それを"少しでも"止めれれば、ブラオにとっては十分な時間だ。
空中でレーザーブレードが躍る。
青白い光波が宙を波打った。レーザーブレードから放たれた"飛ぶ斬撃"。
羽月と山本へ一つずつ、神代へと二つ。
人を両断する程の威力は持ちえない光波だが、人体を焼くには十分すぎる光だ。
更に時間差で、神代の頭上へと一直線に飛び込む"人影"。
そのレーザーブレードが、体を引き裂かんと迫る。
あっという間に展開された波状攻撃。
迫る神代の後方にいる多脚はEMPの『圏外』ではあるが、砲弾を撃ち込めば自傷は避けられない。
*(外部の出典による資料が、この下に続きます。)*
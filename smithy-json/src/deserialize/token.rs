/*
 * Copyright Amazon.com, Inc. or its affiliates. All Rights Reserved.
 * SPDX-License-Identifier: Apache-2.0.
 */

use crate::deserialize::error::{Error, ErrorReason};
use crate::escape::unescape_string;
use smithy_types::instant::Format;
use smithy_types::{Instant, Number};
use std::borrow::Cow;

pub use crate::escape::Error as EscapeError;

/// New-type around `&str` that indicates the string is an escaped JSON string.
/// Provides functions for retrieving the string in either form.
#[derive(Debug, PartialEq, Eq, Copy, Clone)]
pub struct EscapedStr<'a>(&'a str);

impl<'a> EscapedStr<'a> {
    pub fn new(value: &'a str) -> EscapedStr<'a> {
        EscapedStr(value)
    }

    /// Returns the escaped string value
    pub fn as_escaped_str(&self) -> &'a str {
        self.0
    }

    /// Unescapes the string and returns it.
    /// If the string doesn't need unescaping, it will be returned directly.
    pub fn to_unescaped(&self) -> Result<Cow<'a, str>, EscapeError> {
        unescape_string(self.0)
    }
}

/// Represents the location of a token
#[derive(Debug, Eq, PartialEq, Copy, Clone)]
pub struct Offset(pub usize);

impl Offset {
    /// Creates a custom error from the offset
    pub fn error(&self, msg: Cow<'static, str>) -> Error {
        Error::new(ErrorReason::Custom(msg), Some(self.0))
    }
}

/// Enum representing the different JSON tokens that can be returned by json_token_iter.
#[derive(Debug, PartialEq)]
pub enum Token<'a> {
    StartArray { offset: Offset },
    EndArray { offset: Offset },
    ObjectKey { offset: Offset, key: EscapedStr<'a> },
    StartObject { offset: Offset },
    EndObject { offset: Offset },
    ValueBool { offset: Offset, value: bool },
    ValueNull { offset: Offset },
    ValueNumber { offset: Offset, value: Number },
    ValueString { offset: Offset, value: EscapedStr<'a> },
}

impl<'a> Token<'a> {
    pub fn offset(&self) -> Offset {
        use Token::*;
        *match self {
            StartArray { offset } => offset,
            EndArray { offset } => offset,
            ObjectKey { offset, .. } => offset,
            StartObject { offset } => offset,
            EndObject { offset } => offset,
            ValueBool { offset, .. } => offset,
            ValueNull { offset } => offset,
            ValueNumber { offset, .. } => offset,
            ValueString { offset, .. } => offset,
        }
    }

    /// Builds an error from the token's offset
    pub fn error(&self, msg: Cow<'static, str>) -> Error {
        self.offset().error(msg)
    }
}

fn unexpected(token: Option<Token<'_>>, msg: &'static str) -> Error {
    match token {
        Some(token) => token.error(Cow::Borrowed(msg)),
        None => Error::new(ErrorReason::Custom(Cow::Borrowed(msg)), None),
    }
}

macro_rules! expect_fn {
    ($name:ident, $typ:ident) => {
        pub fn $name(token_result: Option<Result<Token<'_>, Error>>) -> Result<(), Error> {
            match token_result.transpose()? {
                Some(Token::$typ { .. }) => Ok(()),
                other => Err(unexpected(other, concat!("expected ", stringify!($typ)))),
            }
        }
    };
}

expect_fn!(expect_start_object, StartObject);
expect_fn!(expect_start_array, StartArray);

/// Expects a string or null token. If the value was a string, its **unescaped** value will be returned.
pub fn expect_string_or_null(
    token: Option<Result<Token<'_>, Error>>,
) -> Result<Option<String>, Error> {
    match token.transpose()? {
        Some(Token::ValueNull { .. }) => Ok(None),
        Some(Token::ValueString { value, .. }) => Ok(Some(value.to_unescaped()?.into_owned())),
        other => Err(unexpected(other, "expected null or string value")),
    }
}

/// Expects a number or null token, and if its a number, returns it.
pub fn expect_number_or_null(
    token: Option<Result<Token<'_>, Error>>,
) -> Result<Option<Number>, Error> {
    match token.transpose()? {
        Some(Token::ValueNull { .. }) => Ok(None),
        Some(Token::ValueNumber { value, .. }) => Ok(Some(value)),
        other => Err(unexpected(other, "expected null or number value")),
    }
}

/// Expects a boolean or null token, and if its a boolean, returns it.
pub fn expect_bool_or_null(token: Option<Result<Token<'_>, Error>>) -> Result<Option<bool>, Error> {
    match token.transpose()? {
        Some(Token::ValueNull { .. }) => Ok(None),
        Some(Token::ValueBool { value, .. }) => Ok(Some(value)),
        other => Err(unexpected(other, "expected null or boolean value")),
    }
}

/// Expects a timestamp in the given `timestamp_format`, or null.
///
/// Date-time timestamps are strings. Epoch-seconds timestamps are numbers.
pub fn expect_timestamp_or_null(
    token: Option<Result<Token<'_>, Error>>,
    timestamp_format: Format,
) -> Result<Option<Instant>, Error> {
    Ok(match timestamp_format {
        Format::EpochSeconds => expect_number_or_null(token)?
            .map(|value| Instant::from_f64(value.to_f64())),
        Format::DateTime => expect_string_or_null(token)?
            .map(|value| Instant::from_str(&value, timestamp_format))
            .transpose()?,
    })
}

/// Skips an entire value in the token stream. Errors if it isn't a value.
///
/// Nesting is tracked with a counter, so arbitrarily deep input cannot exhaust the stack.
pub fn skip_value<'a>(
    tokens: &mut impl Iterator<Item = Result<Token<'a>, Error>>,
) -> Result<(), Error> {
    let mut depth: usize = 0;
    loop {
        match tokens.next().transpose()? {
            Some(Token::StartObject { .. }) | Some(Token::StartArray { .. }) => depth += 1,
            Some(token @ Token::EndObject { .. }) | Some(token @ Token::EndArray { .. }) => {
                if depth == 0 {
                    return Err(unexpected(Some(token), "expected value"));
                }
                depth -= 1;
                if depth == 0 {
                    break;
                }
            }
            Some(Token::ValueNull { .. })
            | Some(Token::ValueBool { .. })
            | Some(Token::ValueNumber { .. })
            | Some(Token::ValueString { .. }) => {
                if depth == 0 {
                    break;
                }
            }
            Some(Token::ObjectKey { .. }) => {}
            None => return Err(Error::custom("expected value")),
        }
    }
    Ok(())
}

#[cfg(test)]
pub mod test {
    use super::*;
    use crate::deserialize::error::ErrorReason::UnexpectedToken;
    use crate::deserialize::json_token_iter;

    pub fn start_array<'a>(offset: usize) -> Option<Result<Token<'a>, Error>> {
        Some(Ok(Token::StartArray {
            offset: Offset(offset),
        }))
    }

    pub fn end_array<'a>(offset: usize) -> Option<Result<Token<'a>, Error>> {
        Some(Ok(Token::EndArray {
            offset: Offset(offset),
        }))
    }

    pub fn start_object<'a>(offset: usize) -> Option<Result<Token<'a>, Error>> {
        Some(Ok(Token::StartObject {
            offset: Offset(offset),
        }))
    }

    pub fn end_object<'a>(offset: usize) -> Option<Result<Token<'a>, Error>> {
        Some(Ok(Token::EndObject {
            offset: Offset(offset),
        }))
    }

    pub fn object_key<'a>(offset: usize, key: &'a str) -> Option<Result<Token<'a>, Error>> {
        Some(Ok(Token::ObjectKey {
            offset: Offset(offset),
            key: EscapedStr::new(key),
        }))
    }

    pub fn value_bool<'a>(offset: usize, boolean: bool) -> Option<Result<Token<'a>, Error>> {
        Some(Ok(Token::ValueBool {
            offset: Offset(offset),
            value: boolean,
        }))
    }

    pub fn value_number<'a>(offset: usize, number: Number) -> Option<Result<Token<'a>, Error>> {
        Some(Ok(Token::ValueNumber {
            offset: Offset(offset),
            value: number,
        }))
    }

    pub fn value_null<'a>(offset: usize) -> Option<Result<Token<'a>, Error>> {
        Some(Ok(Token::ValueNull {
            offset: Offset(offset),
        }))
    }

    pub fn value_string<'a>(offset: usize, string: &'a str) -> Option<Result<Token<'a>, Error>> {
        Some(Ok(Token::ValueString {
            offset: Offset(offset),
            value: EscapedStr::new(string),
        }))
    }

    #[test]
    fn skip_simple_value() {
        let mut tokens = json_token_iter(b"null true");
        skip_value(&mut tokens).unwrap();
        assert!(matches!(
            tokens.next(),
            Some(Ok(Token::ValueBool { value: true, .. }))
        ))
    }

    #[test]
    fn skip_array() {
        let mut tokens = json_token_iter(b"[1, 2, 3, 4] true");
        skip_value(&mut tokens).unwrap();
        assert!(matches!(
            tokens.next(),
            Some(Ok(Token::ValueBool { value: true, .. }))
        ))
    }

    #[test]
    fn skip_object() {
        let mut tokens = json_token_iter(b"{\"one\": 5, \"two\": 3} true");
        skip_value(&mut tokens).unwrap();
        assert!(matches!(
            tokens.next(),
            Some(Ok(Token::ValueBool { value: true, .. }))
        ))
    }

    #[test]
    fn skip_past_end() {
        assert_eq!(
            Err(Error::custom("expected value")),
            skip_value(&mut json_token_iter(b""))
        );
    }

    #[test]
    fn mismatched_braces() {
        // The tokenizer rejects these, skip_value only has to pass the error along
        assert_eq!(
            Err(Error::new(UnexpectedToken(']', "'}', ','"), Some(10),)),
            skip_value(&mut json_token_iter(br#"[{"foo": 5]}"#))
        );
        assert_eq!(
            Err(Error::new(UnexpectedToken(']', "'}', ','"), Some(9),)),
            skip_value(&mut json_token_iter(br#"{"foo": 5]}"#))
        );
        assert_eq!(
            Err(Error::new(UnexpectedToken('}', "']', ','"), Some(4),)),
            skip_value(&mut json_token_iter(br#"[5,6}"#))
        );
    }

    #[test]
    fn skip_nested() {
        let mut tokens = json_token_iter(
            br#"
            {"Dimensions": {"Attributes": {}, "Metrics": [1, 2, 3, {}, 5, []]},
             "Tags": [[], [[]], [{"arr":[]}]],
             "Name": "segment"}
            true
        "#,
        );
        skip_value(&mut tokens).unwrap();
        assert!(matches!(
            tokens.next(),
            Some(Ok(Token::ValueBool { value: true, .. }))
        ))
    }

    #[test]
    fn skip_deeply_nested() {
        let depth = 100_000;
        let input = format!("{}{} 5", "[".repeat(depth), "]".repeat(depth));
        let mut tokens = json_token_iter(input.as_bytes());
        skip_value(&mut tokens).unwrap();
        assert!(matches!(tokens.next(), Some(Ok(Token::ValueNumber { .. }))));

        let input = format!("[{{\"a\":{}", "[{\"b\":".repeat(depth));
        assert!(skip_value(&mut json_token_iter(input.as_bytes())).is_err());
        let input = "[".repeat(depth);
        assert!(skip_value(&mut json_token_iter(input.as_bytes())).is_err());
    }

    #[test]
    fn skip_rejects_closing_token() {
        assert!(skip_value(&mut json_token_iter(b"]")).is_err());
    }

    #[test]
    fn test_expect_start_object() {
        assert_eq!(
            Err(Error::new(
                ErrorReason::Custom("expected StartObject".into()),
                Some(2)
            )),
            expect_start_object(value_bool(2, true))
        );
        assert_eq!(Ok(()), expect_start_object(start_object(0)));
    }

    #[test]
    fn test_expect_start_array() {
        assert_eq!(
            Err(Error::new(
                ErrorReason::Custom("expected StartArray".into()),
                Some(2)
            )),
            expect_start_array(value_bool(2, true))
        );
        assert_eq!(Ok(()), expect_start_array(start_array(0)));
        assert_eq!(
            Err(Error::custom("expected StartArray")),
            expect_start_array(None)
        );
    }

    #[test]
    fn test_expect_string_or_null() {
        assert_eq!(Ok(None), expect_string_or_null(value_null(0)));
        assert_eq!(
            Ok(Some("test\n".to_string())),
            expect_string_or_null(value_string(0, "test\\n"))
        );
        assert_eq!(
            Err(Error::new(
                ErrorReason::Custom("expected null or string value".into()),
                Some(0)
            )),
            expect_string_or_null(value_bool(0, true))
        );
    }

    #[test]
    fn test_expect_number_or_null() {
        assert_eq!(Ok(None), expect_number_or_null(value_null(0)));
        assert_eq!(
            Ok(Some(Number::PosInt(5))),
            expect_number_or_null(value_number(0, Number::PosInt(5)))
        );
        assert_eq!(
            Err(Error::new(
                ErrorReason::Custom("expected null or number value".into()),
                Some(0)
            )),
            expect_number_or_null(value_bool(0, true))
        );
    }

    #[test]
    fn test_expect_bool_or_null() {
        assert_eq!(Ok(None), expect_bool_or_null(value_null(0)));
        assert_eq!(Ok(Some(false)), expect_bool_or_null(value_bool(0, false)));
        assert_eq!(
            Err(Error::new(
                ErrorReason::Custom("expected null or boolean value".into()),
                Some(3)
            )),
            expect_bool_or_null(value_string(3, "true"))
        );
    }

    #[test]
    fn test_expect_timestamp_or_null() {
        assert_eq!(
            Ok(None),
            expect_timestamp_or_null(value_null(0), Format::DateTime)
        );
        assert_eq!(
            Ok(Some(Instant::from_epoch_seconds(1576540098))),
            expect_timestamp_or_null(value_string(0, "2019-12-16T23:48:18Z"), Format::DateTime)
        );
        assert_eq!(
            Ok(Some(Instant::from_f64(1576540098.5))),
            expect_timestamp_or_null(
                value_number(0, Number::Float(1576540098.5)),
                Format::EpochSeconds
            )
        );
        assert!(matches!(
            expect_timestamp_or_null(value_string(0, "yesterday"), Format::DateTime),
            Err(err) if matches!(err.reason(), ErrorReason::InvalidTimestamp(_))
        ));
    }
}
一手一手、着実に詰めてくる。さぁ、如何出る──────。
■山本 英治 >
硬打に対応された!?
やはり、こちら側の戦術を研究してきているらしい。
その時、放たれた針。
おそらく薬毒。羽月さんも射程のうち、即座に体を張ってかばう。
多少なら、力任せに突破して………
その力が。
入らない。
異能を全開にしても。
筋力が上がる感触がない。
「─────ッ!?」
そうか、そういう風に造られた薬物。
徹底的にこっちをメタってやがるッ!!
戦えない前衛ができることなんて。
一つしかねぇだろ。
自分の分に飛んできた光波を回避し、神代先輩に飛んできた光波を受ける。
死んでなけりゃ儲け物ッ!!
身体を灼かれ、蹈鞴を踏む。
二回分の飛ぶ斬撃は。俺の力を奪う。
その時。俺の心の中に。感情が染み出してきた。
■羽月 柊 >
本来ならば、多対一の有利さはその弾数の多さだ。
同時に"複数の選択肢"を迫ることによって、
目標のキャパシティをオーバーさせる。
しかし洗練された戦の手のモノ相手には、そう簡単にはいかない。
連携の隙さえ突いて崩してしまえば、簡単に捌けてしまうこともある。
特に相手が絡め手…ひとつひとつ動きを止め潰しにかかるならば、尚更だ。
故にこの音の無い空間は、その連携を崩すのに有利な環境足り得る。
続けて氷の小竜が追撃を行おうとするが、
放たれた針を見て小竜たちはそれぞれのブレスで針を打ち落とすのが精いっぱいだった。
英治に刺さる分までは対処しきれない。
──だから。
普通の人間に光の速度が避けれるはずはないのだ。
英治が避けた後で時間差で己に迫るそれを。
気が付きはしても、逃げ切れる訳がない。
かろうじて胴体に当たる事は避けれたとしても──。
「―――ッッ!!!!」
己の左肩を焼く痛みから、逃れられはしなかった。
かろうじて蹲ることは避ける。脚が動くなら…動ける。
戦っているからこそ、足手纏いだけは避けねばならない。
生き物は、己に生命の危機が迫る時、ある程度の痛みを無効化できる。
……とはいえある程度でしかないが。